A Placebo is a scientifically ineffectual placeholder. It is used in Double-blind tests to check the facts behind a theory. Some people being 'exposed' to whatever the thing being tested is will get a placebo. They will think they are getting/doing/experiencing the thing, but in fact they aren't. It is called double blind since the experimenter doesn't know who is receiving the real deal and who isn't either. This is a way to strip out people's biases. The age old story of you will only see if you really believe can be true. You will see. The mind is incredibly powerful. Stories are incredibly powerful. It is hard to call what people are experiencing faking. I also think that if you insist on discarding everything that has been proven to be a placebo effect, i.e. it works simply because you want it to, you can miss out. Much like watching a movie, if you don't suspend your disbelief, you don't get to enjoy the story.

Benjamin Wallace tested 12 incredibly expensive things in an attempt to test whether you can buy happiness. It is a wonderful clip. It ends with the well known point that people really do enjoy expensive wines more, not necessarily because they are better, but because they are expensive. He doesn't say that everything that is expensive isn't really worth it. The two they have stuck with me from this clip is that it is worth spending a little extra on your bed. You spend a third of your life in it. It is also probably worth getting a Japanese toilet.

So what do you do? Do you not buy expensive wines even if you can afford them because you don't want to be a sucker? Do you buy cheaper wines and hypnotise yourself into thinking they are more expensive. You can't really make a deal with friends and family to occasionally lie to each other about the value of things since once the deal is made you will always be suspicious. Or will you? Perhaps you will forget the deal and allow the occasional lavish story to pass by undetected, because you want to believe it.

I think beyond a certain level of consumption, a lot of pleasure becomes about the story value. 'Three Studies of Lucian Freud' by Francis Bacon was sold in November 2013 for $142m. Here the price tag is largely for the way something makes someone feel. The word priceless springs to mind.

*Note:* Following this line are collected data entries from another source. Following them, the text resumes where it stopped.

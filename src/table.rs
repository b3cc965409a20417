use serde::Serialize;
use std::fmt;
use thiserror::Error;

/// A single cell of an uploaded table.
///
/// Serialized untagged, so a preview row becomes a plain JSON array such as
/// `[1, 2.5, "north", true, null]`.
#[derive(Clone, Debug, PartialEq, Serialize)]
#[serde(untagged)]
pub enum Value {
    Int(i64),
    Float(f64),
    Bool(bool),
    Text(String),
    /// No data; distinct from zero and from the empty string
    Missing,
}

impl Value {
    pub fn is_missing(&self) -> bool {
        matches!(self, Value::Missing)
    }

    pub fn is_number(&self) -> bool {
        matches!(self, Value::Int(_) | Value::Float(_))
    }

    /// Numeric value of Int/Float cells.
    pub fn as_f64(&self) -> Option<f64> {
        match self {
            Value::Int(i) => Some(*i as f64),
            Value::Float(f) => Some(*f),
            _ => None,
        }
    }

    /// Numeric value of the cell, also reading numbers out of text.
    ///
    /// Anything that is not a finite number comes back as `None`.
    pub fn coerce_f64(&self) -> Option<f64> {
        let n = match self {
            Value::Text(s) => s.trim().parse::<f64>().ok(),
            other => other.as_f64(),
        }?;
        n.is_finite().then_some(n)
    }
}

impl fmt::Display for Value {
    fn fmt(&self, f: &mut fmt::Formatter<'_>) -> fmt::Result {
        match self {
            Value::Int(i) => write!(f, "{i}"),
            Value::Float(x) if x.is_finite() && x.fract() == 0.0 => write!(f, "{x:.1}"),
            Value::Float(x) => write!(f, "{x}"),
            Value::Bool(true) => f.write_str("True"),
            Value::Bool(false) => f.write_str("False"),
            Value::Text(s) => f.write_str(s),
            Value::Missing => Ok(()),
        }
    }
}

/// Type of a column, derived from the values it holds.
#[derive(Clone, Copy, Debug, PartialEq, Eq, Serialize)]
#[serde(rename_all = "lowercase")]
pub enum ColumnKind {
    Numeric,
    Boolean,
    Text,
}

/// A named column of cells.
#[derive(Clone, Debug, PartialEq, Serialize)]
pub struct Column {
    pub name: String,
    pub values: Vec<Value>,
}

impl Column {
    pub fn new(name: impl Into<String>, values: Vec<Value>) -> Self {
        Column {
            name: name.into(),
            values,
        }
    }

    /// An all-missing column counts as numeric.
    pub fn kind(&self) -> ColumnKind {
        let mut present = self.values.iter().filter(|v| !v.is_missing()).peekable();
        if present.peek().is_none() {
            return ColumnKind::Numeric;
        }
        let present: Vec<&Value> = present.collect();
        if present.iter().all(|v| v.is_number()) {
            ColumnKind::Numeric
        } else if present.iter().all(|v| matches!(v, Value::Bool(_))) {
            ColumnKind::Boolean
        } else {
            ColumnKind::Text
        }
    }

    pub fn is_numeric(&self) -> bool {
        self.kind() == ColumnKind::Numeric
    }

    pub fn missing_count(&self) -> usize {
        self.values.iter().filter(|v| v.is_missing()).count()
    }
}

/// Raised when a table would end up with columns of different lengths.
#[derive(Debug, Error, PartialEq)]
pub enum ShapeError {
    #[error("column '{column}' has {found} values, expected {expected}")]
    ColumnLength {
        column: String,
        expected: usize,
        found: usize,
    },

    #[error("row {row} has {found} fields, expected {expected}")]
    RowLength {
        row: usize,
        expected: usize,
        found: usize,
    },
}

/// In-memory table: ordered, named, equally long columns.
#[derive(Clone, Debug, Default, PartialEq, Serialize)]
pub struct Table {
    columns: Vec<Column>,
}

impl Table {
    pub fn empty() -> Self {
        Table::default()
    }

    /// Build a table from columns, checking they all have the same length.
    pub fn from_columns(columns: Vec<Column>) -> Result<Self, ShapeError> {
        if let Some(first) = columns.first() {
            let expected = first.values.len();
            if let Some(bad) = columns.iter().find(|c| c.values.len() != expected) {
                return Err(ShapeError::ColumnLength {
                    column: bad.name.clone(),
                    expected,
                    found: bad.values.len(),
                });
            }
        }
        Ok(Table { columns })
    }

    /// Build a table from columns already known to share one length.
    ///
    /// For transformations that rewrite cells but never add or drop any.
    pub(crate) fn from_columns_unchecked(columns: Vec<Column>) -> Self {
        debug_assert!(
            columns.windows(2).all(|w| w[0].values.len() == w[1].values.len()),
            "columns of unequal length"
        );
        Table { columns }
    }

    /// Build a table from a header and row-major data.
    ///
    /// Every row must have exactly one value per header entry.
    pub fn from_rows(headers: Vec<String>, rows: Vec<Vec<Value>>) -> Result<Self, ShapeError> {
        let width = headers.len();
        let mut columns: Vec<Column> = headers
            .into_iter()
            .map(|name| Column::new(name, Vec::with_capacity(rows.len())))
            .collect();

        for (r, row) in rows.into_iter().enumerate() {
            if row.len() != width {
                return Err(ShapeError::RowLength {
                    row: r + 1,
                    expected: width,
                    found: row.len(),
                });
            }
            for (column, value) in columns.iter_mut().zip(row) {
                column.values.push(value);
            }
        }

        Ok(Table { columns })
    }

    /// All columns, in table order.
    pub fn columns(&self) -> &[Column] {
        &self.columns
    }

    /// Take the columns out, giving up the table.
    pub fn into_columns(self) -> Vec<Column> {
        self.columns
    }

    /// Look up a column by exact name.
    ///
    /// # Arguments
    /// * `name` - Column header, compared case-sensitively
    ///
    /// # Returns
    /// * `Option<&Column>` - The first column with that name, if any
    pub fn column(&self, name: &str) -> Option<&Column> {
        self.columns.iter().find(|c| c.name == name)
    }

    /// Header names in table order.
    ///
    /// # Examples
    /// ```
    /// use sheetconv::loader::from_csv;
    ///
    /// let table = from_csv("t.csv", b"id,name\n1,ann\n").unwrap();
    /// assert_eq!(table.column_names(), vec!["id", "name"]);
    /// ```
    pub fn column_names(&self) -> Vec<&str> {
        self.columns.iter().map(|c| c.name.as_str()).collect()
    }

    /// Number of columns.
    pub fn width(&self) -> usize {
        self.columns.len()
    }

    /// Number of rows; zero for a table without columns.
    pub fn height(&self) -> usize {
        self.columns.first().map_or(0, |c| c.values.len())
    }

    pub fn is_empty(&self) -> bool {
        self.height() == 0
    }

    /// Cells of row `index`, in column order.
    pub fn row(&self, index: usize) -> Option<Vec<&Value>> {
        (index < self.height()).then(|| self.columns.iter().map(|c| &c.values[index]).collect())
    }

    /// Iterate the table row by row.
    ///
    /// Each item borrows one cell per column, in column order. A table
    /// without columns yields nothing.
    ///
    /// # Examples
    /// ```
    /// use sheetconv::loader::from_csv;
    /// use sheetconv::table::Value;
    ///
    /// let table = from_csv("t.csv", b"a,b\n1,x\n2,\n").unwrap();
    /// let second: Vec<&Value> = table.rows().nth(1).unwrap();
    /// assert_eq!(second, vec![&Value::Int(2), &Value::Missing]);
    /// ```
    pub fn rows(&self) -> impl Iterator<Item = Vec<&Value>> + '_ {
        (0..self.height()).map(move |r| self.columns.iter().map(|c| &c.values[r]).collect())
    }

    /// First `n` rows, all columns.
    pub fn head(&self, n: usize) -> Table {
        self.take_rows(|r| r < n)
    }

    /// Numeric columns in table order.
    pub fn numeric_columns(&self) -> Vec<&Column> {
        self.columns.iter().filter(|c| c.is_numeric()).collect()
    }

    /// Copy of the table keeping only the rows whose index passes `keep`.
    pub(crate) fn take_rows(&self, keep: impl Fn(usize) -> bool) -> Table {
        let columns = self
            .columns
            .iter()
            .map(|c| {
                let values = c
                    .values
                    .iter()
                    .enumerate()
                    .filter(|(r, _)| keep(*r))
                    .map(|(_, v)| v.clone())
                    .collect();
                Column::new(c.name.clone(), values)
            })
            .collect();
        Table { columns }
    }
}

#[cfg(test)]
mod tests {
    use super::*;

    fn sample() -> Table {
        Table::from_rows(
            vec!["id".into(), "name".into(), "score".into()],
            vec![
                vec![Value::Int(1), Value::Text("ann".into()), Value::Float(9.5)],
                vec![Value::Int(2), Value::Text("bob".into()), Value::Missing],
                vec![Value::Int(3), Value::Missing, Value::Float(7.0)],
            ],
        )
        .unwrap()
    }

    #[test]
    fn from_rows_builds_columns() {
        let t = sample();
        assert_eq!(t.width(), 3);
        assert_eq!(t.height(), 3);
        assert_eq!(t.column_names(), vec!["id", "name", "score"]);
        assert_eq!(t.row(1).unwrap()[1], &Value::Text("bob".into()));
        assert!(t.row(3).is_none());
    }

    #[test]
    fn from_rows_rejects_ragged_rows() {
        let err = Table::from_rows(vec!["a".into()], vec![vec![Value::Int(1), Value::Int(2)]])
            .unwrap_err();
        assert_eq!(
            err,
            ShapeError::RowLength {
                row: 1,
                expected: 1,
                found: 2
            }
        );
    }

    #[test]
    fn from_columns_rejects_unequal_lengths() {
        let err = Table::from_columns(vec![
            Column::new("a", vec![Value::Int(1)]),
            Column::new("b", vec![]),
        ])
        .unwrap_err();
        assert!(err.to_string().contains("'b'"));
    }

    #[test]
    fn unchecked_columns_match_checked_build() {
        let columns = sample().into_columns();
        assert_eq!(
            Table::from_columns_unchecked(columns.clone()),
            Table::from_columns(columns).unwrap()
        );
    }

    #[test]
    #[cfg(debug_assertions)]
    #[should_panic(expected = "columns of unequal length")]
    fn unchecked_columns_still_assert_shape_in_debug() {
        Table::from_columns_unchecked(vec![
            Column::new("a", vec![Value::Int(1)]),
            Column::new("b", vec![]),
        ]);
    }

    #[test]
    fn column_kinds() {
        let t = sample();
        assert_eq!(t.column("id").unwrap().kind(), ColumnKind::Numeric);
        assert_eq!(t.column("name").unwrap().kind(), ColumnKind::Text);
        assert_eq!(t.column("score").unwrap().kind(), ColumnKind::Numeric);

        let flags = Column::new("f", vec![Value::Bool(true), Value::Missing]);
        assert_eq!(flags.kind(), ColumnKind::Boolean);

        let blank = Column::new("blank", vec![Value::Missing, Value::Missing]);
        assert_eq!(blank.kind(), ColumnKind::Numeric);
    }

    #[test]
    fn head_truncates_rows() {
        let t = sample();
        assert_eq!(t.head(2).height(), 2);
        assert_eq!(t.head(10), t);
        assert_eq!(Table::empty().head(5).height(), 0);
    }

    #[test]
    fn value_display_follows_csv_conventions() {
        assert_eq!(Value::Int(-4).to_string(), "-4");
        assert_eq!(Value::Float(2.0).to_string(), "2.0");
        assert_eq!(Value::Float(0.25).to_string(), "0.25");
        assert_eq!(Value::Bool(true).to_string(), "True");
        assert_eq!(Value::Missing.to_string(), "");
    }

    #[test]
    fn coerce_reads_numbers_from_text() {
        assert_eq!(Value::Text(" 3.5 ".into()).coerce_f64(), Some(3.5));
        assert_eq!(Value::Text("abc".into()).coerce_f64(), None);
        assert_eq!(Value::Bool(true).coerce_f64(), None);
        assert_eq!(Value::Float(f64::NAN).coerce_f64(), None);
    }

    #[test]
    fn preview_serializes_as_plain_json() {
        let json = serde_json::to_string(&sample().row(1).unwrap()).unwrap();
        assert_eq!(json, r#"[2,"bob",null]"#);
    }
}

Since if this is indeed a 'placebo effect' where some trickery and conspiracy can give the same feeling, then those without money but with a desire to control their mind could have a one person lottery ticket.

One of the reasons I don't like the statistics regarding income distribution as a point of equality is that I think they distract from what the people using them are actually most concerned about. If your aim is to have people having equal access to happiness, then absolute poverty and 'placebo free' consumption equality should be of far more concern. Then the artists, musicians, poets, writers, dancers and actors can add all the story value you want. Don't pay for placebo, play for placebo.